Fixed Income Analysis /

Marfrig Global Foods: Strong Q2; reiterate mix of Buys and Hold on valuation

    Rafael Elias
    Rafael Elias

    Director, Latin America Credit

    Tellimer Research
    19 August 2019
    Published by

    Marfrig Global Foods (MRFGBZ) reported strong Q2 19 results, on trend with other Brazilian protein credits. We reiterate our Buy recommendation on all but the US$21.55mn, 11.25% senior unsecured bond due 2021 (B1/BB-/BB-) on valuation as, given its short duration and high dollar price, this bond is yielding negative returns on a yield-to-worst level (-1.72%). The rest of the company’s family of bonds continue to be the among the cheapest in the sector. We believe that these bonds have further upside potential due to a positive business outlook for the sector and the company itself, which could lead to yield convergence between Marfrig’s bonds and the rest of the sector’s credits.

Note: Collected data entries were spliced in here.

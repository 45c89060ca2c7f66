//! In-memory network registry.
//!
//! Built once from validated configuration and read-only afterwards. Each
//! network is indexed under two keys, its lowercased name and its chain id
//! rendered as a decimal string, so `"ethereum"` and `"1"` resolve to the
//! same descriptor.

use std::{collections::HashMap, sync::Arc};

use crate::{
    config::{Config, ConfigFileError},
    models::{NetworkDescriptor, TokenDescriptor},
};

#[derive(Debug, Default)]
pub struct NetworkRegistry {
    networks: HashMap<String, Arc<NetworkDescriptor>>,
}

impl NetworkRegistry {
    /// Resolves every configured network (including env-sourced RPC URLs)
    /// and builds the dual-keyed index. Errors abort startup.
    pub fn from_config(config: &Config) -> Result<Self, ConfigFileError> {
        config.validate()?;

        let mut networks = HashMap::with_capacity(config.networks.len() * 2);
        for entry in &config.networks {
            let descriptor = Arc::new(entry.resolve()?);
            networks.insert(descriptor.name.to_lowercase(), descriptor.clone());
            networks.insert(descriptor.chain_id.to_string(), descriptor);
        }

        Ok(Self { networks })
    }

    /// Looks up a network by name or chain-id string, case-insensitively.
    pub fn resolve(&self, key: &str) -> Option<Arc<NetworkDescriptor>> {
        self.networks.get(&key.trim().to_lowercase()).cloned()
    }

    /// The tracked token set of a network, in declaration order. `None` for
    /// unknown networks; an empty slice is a valid answer for a known
    /// network tracking nothing.
    pub fn tokens_of(&self, key: &str) -> Option<Vec<TokenDescriptor>> {
        self.resolve(key).map(|network| network.tokens.clone())
    }

    /// Number of distinct networks (not index entries).
    pub fn len(&self) -> usize {
        self.networks.len() / 2
    }

    pub fn is_empty(&self) -> bool {
        self.networks.is_empty()
    }
}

    Marfrig reported a solid top line with net revenues of US$2.988bn and an adjusted EBITDA of US$269.3mn, compared with US$2.67bn and US$151.6mn, respectively in Q1 19. On a yoy basis, Q2 19 compared with the company’s reported proforma Q2 18 with net revenues of US$2.76bn, and adjusted EBITDA of US$254.4mn.

    On the balance sheet, Marfrig reported cash and equivalents of US$1.67bn – flat from US$1.68bn in Q1 19; slightly lower than the US$1.86bn at end-18, but higher than the US$1.46bn in Q2 18 (proforma). Debt was US$4.46bn (US$807.2bn short-term), compared with US$4.31bn in Q1 19, US$3.98bn at end-18 and US$4.89bn a year ago. The sequential increase in debt was partially the result of new issues in the capital markets as Marfrig issued US$1.0bn in 7.0% bonds due 2026, while repurchasing a portion of its 11.25% 2021 bonds and 8.0% 2023 bonds.

    Marfrig bonds remain the most attractive in the sector in terms of yields, and we believe that there will be a convergence in yields with similar credits in the sector in the short and medium term. We base this assertion on the company’s strategic growth plan aimed at strengthening its portfolio of higher value products and organic and inorganic growth. These are factors that resulted in Marfrig reviewing upwards its guidance for the year with expected net revenues of BRL49bn (previous guidance BRL47bn), adjusted EBITDA margin of 9.5% (previously 8.7%), and estimated free cash flow of BRL1.5bn (previously BRL1.0bn).

    Thus, we reiterate our mix of Buys and one Hold on Marfrig’s family of bonds.